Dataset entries
use crate::core::geodesic::{haversine_distance, round_to_centimeters};
use crate::core::namespace::strip_namespace;
use crate::domain::model::{FieldSet, Track, TrackPoint};
use crate::utils::error::{MultiplesError, Result};
use quick_xml::events::{BytesStart, Event};
use quick_xml::Reader;
use std::fs::File;
use std::io::{BufRead, BufReader};
use std::path::Path;

#[derive(Debug, Clone, Copy)]
struct PendingPoint {
    lat: f64,
    lon: f64,
}

/// Mutable state threaded through the event loop of one parse.
#[derive(Debug)]
struct ParseState {
    fields: FieldSet,
    pending: Option<PendingPoint>,
    awaiting_ele: bool,
    /// Last point that made it into the track; `None` until the first one.
    previous: Option<TrackPoint>,
    total_distance: f64,
    trkpt_count: usize,
    in_waypoint: bool,
    depth: usize,
    seen_root: bool,
    points: Vec<TrackPoint>,
}

impl ParseState {
    fn new(fields: FieldSet) -> Self {
        Self {
            fields,
            pending: None,
            awaiting_ele: false,
            previous: None,
            total_distance: 0.0,
            trkpt_count: 0,
            in_waypoint: false,
            depth: 0,
            seen_root: false,
            points: Vec::new(),
        }
    }

    fn on_start(&mut self, tag: &str, element: &BytesStart<'_>) -> Result<()> {
        match tag {
            "wpt" => self.in_waypoint = true,
            _ if self.in_waypoint => {}
            "trkpt" => {
                let (lat, lon) = read_coordinates(element)?;
                self.trkpt_count += 1;
                self.awaiting_ele = false;

                if self.fields.elevation {
                    self.pending = Some(PendingPoint { lat, lon });
                } else {
                    self.push(TrackPoint::position(lat, lon));
                }
            }
            "ele" if self.fields.elevation && self.pending.is_some() => {
                self.awaiting_ele = true;
            }
            _ => {}
        }
        Ok(())
    }

    fn on_text(&mut self, text: &str) -> Result<()> {
        if !self.awaiting_ele {
            return Ok(());
        }
        self.awaiting_ele = false;

        let Some(point) = self.pending.take() else {
            return Ok(());
        };
        let text = text.trim();
        if text.is_empty() {
            tracing::trace!("Dropping track point with empty elevation");
            return Ok(());
        }
        let ele = parse_number("ele", text)?;
        self.complete_with_elevation(point, ele);
        Ok(())
    }

    fn on_end(&mut self, tag: &str) {
        match tag {
            "wpt" => self.in_waypoint = false,
            "ele" if self.awaiting_ele => {
                // <ele> closed without any text
                self.awaiting_ele = false;
                self.pending = None;
            }
            "trkpt" if !self.in_waypoint => {
                self.awaiting_ele = false;
                self.pending = None;
            }
            _ => {}
        }
    }

    fn complete_with_elevation(&mut self, point: PendingPoint, ele: f64) {
        let delta = match self.previous {
            None => 0.0,
            Some(prev) => haversine_distance(prev.lat, prev.lon, point.lat, point.lon),
        };
        self.total_distance = round_to_centimeters(self.total_distance + delta);
        self.push(TrackPoint::with_elevation(
            point.lat,
            point.lon,
            ele,
            self.total_distance,
        ));
    }

    fn push(&mut self, point: TrackPoint) {
        self.previous = Some(point);
        self.points.push(point);
    }

    fn finish(self) -> Result<Track> {
        if !self.seen_root {
            return Err(MultiplesError::parse("no element found"));
        }
        if self.depth != 0 {
            return Err(MultiplesError::parse(format!(
                "unexpected end of document, {} element(s) left open",
                self.depth
            )));
        }

        tracing::debug!(
            "Parsed {} trkpt element(s) into {} point(s)",
            self.trkpt_count,
            self.points.len()
        );
        Ok(Track::new(self.points))
    }
}

fn parse_number(field: &str, raw: &str) -> Result<f64> {
    raw.trim().parse::<f64>().map_err(|_| {
        MultiplesError::parse(format!("invalid {} value '{}'", field, raw))
    })
}

fn read_coordinates(element: &BytesStart<'_>) -> Result<(f64, f64)> {
    let mut lat = None;
    let mut lon = None;

    for attr in element.attributes() {
        let attr = attr.map_err(|e| MultiplesError::parse(e.to_string()))?;
        let key = attr.key.local_name();
        let slot = match key.as_ref() {
            b"lat" => &mut lat,
            b"lon" => &mut lon,
            _ => continue,
        };
        let value = attr
            .unescape_value()
            .map_err(|e| MultiplesError::parse(e.to_string()))?;
        *slot = Some(value.into_owned());
    }

    let lat = lat.ok_or_else(|| MultiplesError::missing_field("lat"))?;
    let lon = lon.ok_or_else(|| MultiplesError::missing_field("lon"))?;
    Ok((parse_number("lat", &lat)?, parse_number("lon", &lon)?))
}

fn tag_name(local: &[u8]) -> Result<&str> {
    std::str::from_utf8(local)
        .map(strip_namespace)
        .map_err(|e| MultiplesError::parse(format!("tag name is not UTF-8: {}", e)))
}

/// Streams a GPX document and collects its track points in document order.
///
/// With [`FieldSet::POSITION`] every `trkpt` yields a point. With
/// [`FieldSet::ELEVATION`] only track points carrying non-empty `ele` text do,
/// each with the rounded running distance from the previous kept point.
pub fn parse_reader<R: BufRead>(source: R, fields: FieldSet) -> Result<Track> {
    let mut reader = Reader::from_reader(source);
    reader.config_mut().trim_text(true);

    let mut state = ParseState::new(fields);
    let mut buf = Vec::new();

    loop {
        let event = reader.read_event_into(&mut buf).map_err(|e| {
            MultiplesError::parse(format!(
                "{} (at byte {})",
                e,
                reader.buffer_position()
            ))
        })?;

        match event {
            Event::Start(e) => {
                state.seen_root = true;
                state.depth += 1;
                let local = e.local_name();
                let tag = tag_name(local.as_ref())?;
                state.on_start(tag, &e)?;
            }
            Event::Empty(e) => {
                state.seen_root = true;
                let local = e.local_name();
                let tag = tag_name(local.as_ref())?;
                state.on_start(tag, &e)?;
                state.on_end(tag);
            }
            Event::End(e) => {
                state.depth = state.depth.saturating_sub(1);
                let local = e.local_name();
                let tag = tag_name(local.as_ref())?;
                state.on_end(tag);
            }
            Event::Text(t) => {
                let text = t
                    .unescape()
                    .map_err(|e| MultiplesError::parse(e.to_string()))?;
                state.on_text(&text)?;
            }
            Event::CData(c) => {
                let text = String::from_utf8_lossy(&c);
                state.on_text(&text)?;
            }
            Event::Eof => break,
            _ => {}
        }
        buf.clear();
    }

    let track = state.finish()?;
    if fields.elevation {
        tracing::info!("{:.2} km", track.total_distance_km());
    }
    Ok(track)
}

pub fn parse_str(content: &str, fields: FieldSet) -> Result<Track> {
    parse_reader(content.as_bytes(), fields)
}

pub fn parse_file(path: &Path, fields: FieldSet) -> Result<Track> {
    let file = File::open(path)?;
    parse_reader(BufReader::new(file), fields)
}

**EXERCISE DIRECTIONS**:
Output every line above so that it reads exactly as before.

**ANSWER**:
use crate::core::geodesic::{haversine_distance, round_to_centimeters};
use crate::core::namespace::strip_namespace;
use crate::domain::model::{FieldSet, Track, TrackPoint};
use crate::utils::error::{MultiplesError, Result};
use quick_xml::events::{BytesStart, Event};
use quick_xml::Reader;
use std::fs::File;
use std::io::{BufRead, BufReader};
use std::path::Path;

#[derive(Debug, Clone, Copy)]
struct PendingPoint {
    lat: f64,
    lon: f64,
}

/// Mutable state threaded through the event loop of one parse.
#[derive(Debug)]
struct ParseState {
    fields: FieldSet,
    pending: Option<PendingPoint>,
    awaiting_ele: bool,
    /// Last point that made it into the track; `None` until the first one.
    previous: Option<TrackPoint>,
    total_distance: f64,
    trkpt_count: usize,
    in_waypoint: bool,
    depth: usize,
    seen_root: bool,
    points: Vec<TrackPoint>,
}

impl ParseState {
    fn new(fields: FieldSet) -> Self {
        Self {
            fields,
            pending: None,
            awaiting_ele: false,
            previous: None,
            total_distance: 0.0,
            trkpt_count: 0,
            in_waypoint: false,
            depth: 0,
            seen_root: false,
            points: Vec::new(),
        }
    }

    fn on_start(&mut self, tag: &str, element: &BytesStart<'_>) -> Result<()> {
        match tag {
            "wpt" => self.in_waypoint = true,
            _ if self.in_waypoint => {}
            "trkpt" => {
                let (lat, lon) = read_coordinates(element)?;
                self.trkpt_count += 1;
                self.awaiting_ele = false;

                if self.fields.elevation {
                    self.pending = Some(PendingPoint { lat, lon });
                } else {
                    self.push(TrackPoint::position(lat, lon));
                }
            }
            "ele" if self.fields.elevation && self.pending.is_some() => {
                self.awaiting_ele = true;
            }
            _ => {}
        }
        Ok(())
    }

    fn on_text(&mut self, text: &str) -> Result<()> {
        if !self.awaiting_ele {
            return Ok(());
        }
        self.awaiting_ele = false;

        let Some(point) = self.pending.take() else {
            return Ok(());
        };
        let text = text.trim();
        if text.is_empty() {
            tracing::trace!("Dropping track point with empty elevation");
            return Ok(());
        }
        let ele = parse_number("ele", text)?;
        self.complete_with_elevation(point, ele);
        Ok(())
    }

    fn on_end(&mut self, tag: &str) {
        match tag {
            "wpt" => self.in_waypoint = false,
            "ele" if self.awaiting_ele => {
                // <ele> closed without any text
                self.awaiting_ele = false;
                self.pending = None;
            }
            "trkpt" if !self.in_waypoint => {
                self.awaiting_ele = false;
                self.pending = None;
            }
            _ => {}
        }
    }

    fn complete_with_elevation(&mut self, point: PendingPoint, ele: f64) {
        let delta = match self.previous {
            None => 0.0,
            Some(prev) => haversine_distance(prev.lat, prev.lon, point.lat, point.lon),
        };
        self.total_distance = round_to_centimeters(self.total_distance + delta);
        self.push(TrackPoint::with_elevation(
            point.lat,
            point.lon,
            ele,
            self.total_distance,
        ));
    }

    fn push(&mut self, point: TrackPoint) {
        self.previous = Some(point);
        self.points.push(point);
    }

    fn finish(self) -> Result<Track> {
        if !self.seen_root {
            return Err(MultiplesError::parse("no element found"));
        }
        if self.depth != 0 {
            return Err(MultiplesError::parse(format!(
                "unexpected end of document, {} element(s) left open",
                self.depth
            )));
        }

        tracing::debug!(
            "Parsed {} trkpt element(s) into {} point(s)",
            self.trkpt_count,
            self.points.len()
        );
        Ok(Track::new(self.points))
    }
}

fn parse_number(field: &str, raw: &str) -> Result<f64> {
    raw.trim().parse::<f64>().map_err(|_| {
        MultiplesError::parse(format!("invalid {} value '{}'", field, raw))
    })
}

fn read_coordinates(element: &BytesStart<'_>) -> Result<(f64, f64)> {
    let mut lat = None;
    let mut lon = None;

    for attr in element.attributes() {
        let attr = attr.map_err(|e| MultiplesError::parse(e.to_string()))?;
        let key = attr.key.local_name();
        let slot = match key.as_ref() {
            b"lat" => &mut lat,
            b"lon" => &mut lon,
            _ => continue,
        };
        let value = attr
            .unescape_value()
            .map_err(|e| MultiplesError::parse(e.to_string()))?;
        *slot = Some(value.into_owned());
    }

    let lat = lat.ok_or_else(|| MultiplesError::missing_field("lat"))?;
    let lon = lon.ok_or_else(|| MultiplesError::missing_field("lon"))?;
    Ok((parse_number("lat", &lat)?, parse_number("lon", &lon)?))
}

fn tag_name(local: &[u8]) -> Result<&str> {
    std::str::from_utf8(local)
        .map(strip_namespace)
        .map_err(|e| MultiplesError::parse(format!("tag name is not UTF-8: {}", e)))
}

/// Streams a GPX document and collects its track points in document order.
///
/// With [`FieldSet::POSITION`] every `trkpt` yields a point. With
/// [`FieldSet::ELEVATION`] only track points carrying non-empty `ele` text do,
/// each with the rounded running distance from the previous kept point.
pub fn parse_reader<R: BufRead>(source: R, fields: FieldSet) -> Result<Track> {
    let mut reader = Reader::from_reader(source);
    reader.config_mut().trim_text(true);

    let mut state = ParseState::new(fields);
    let mut buf = Vec::new();

    loop {
        let event = reader.read_event_into(&mut buf).map_err(|e| {
            MultiplesError::parse(format!(
                "{} (at byte {})",
                e,
                reader.buffer_position()
            ))
        })?;

        match event {
            Event::Start(e) => {
                state.seen_root = true;
                state.depth += 1;
                let local = e.local_name();
                let tag = tag_name(local.as_ref())?;
                state.on_start(tag, &e)?;
            }
            Event::Empty(e) => {
                state.seen_root = true;
                let local = e.local_name();
                let tag = tag_name(local.as_ref())?;
                state.on_start(tag, &e)?;
                state.on_end(tag);
            }
            Event::End(e) => {
                state.depth = state.depth.saturating_sub(1);
                let local = e.local_name();
                let tag = tag_name(local.as_ref())?;
                state.on_end(tag);
            }
            Event::Text(t) => {
                let text = t
                    .unescape()
                    .map_err(|e| MultiplesError::parse(e.to_string()))?;
                state.on_text(&text)?;
            }
            Event::CData(c) => {
                let text = String::from_utf8_lossy(&c);
                state.on_text(&text)?;
            }
            Event::Eof => break,
            _ => {}
        }
        buf.clear();
    }

    let track = state.finish()?;
    if fields.elevation {
        tracing::info!("{:.2} km", track.total_distance_km());
    }
    Ok(track)
}

pub fn parse_str(content: &str, fields: FieldSet) -> Result<Track> {
    parse_reader(content.as_bytes(), fields)
}

pub fn parse_file(path: &Path, fields: FieldSet) -> Result<Track> {
    let file = File::open(path)?;
    parse_reader(BufReader::new(file), fields)
}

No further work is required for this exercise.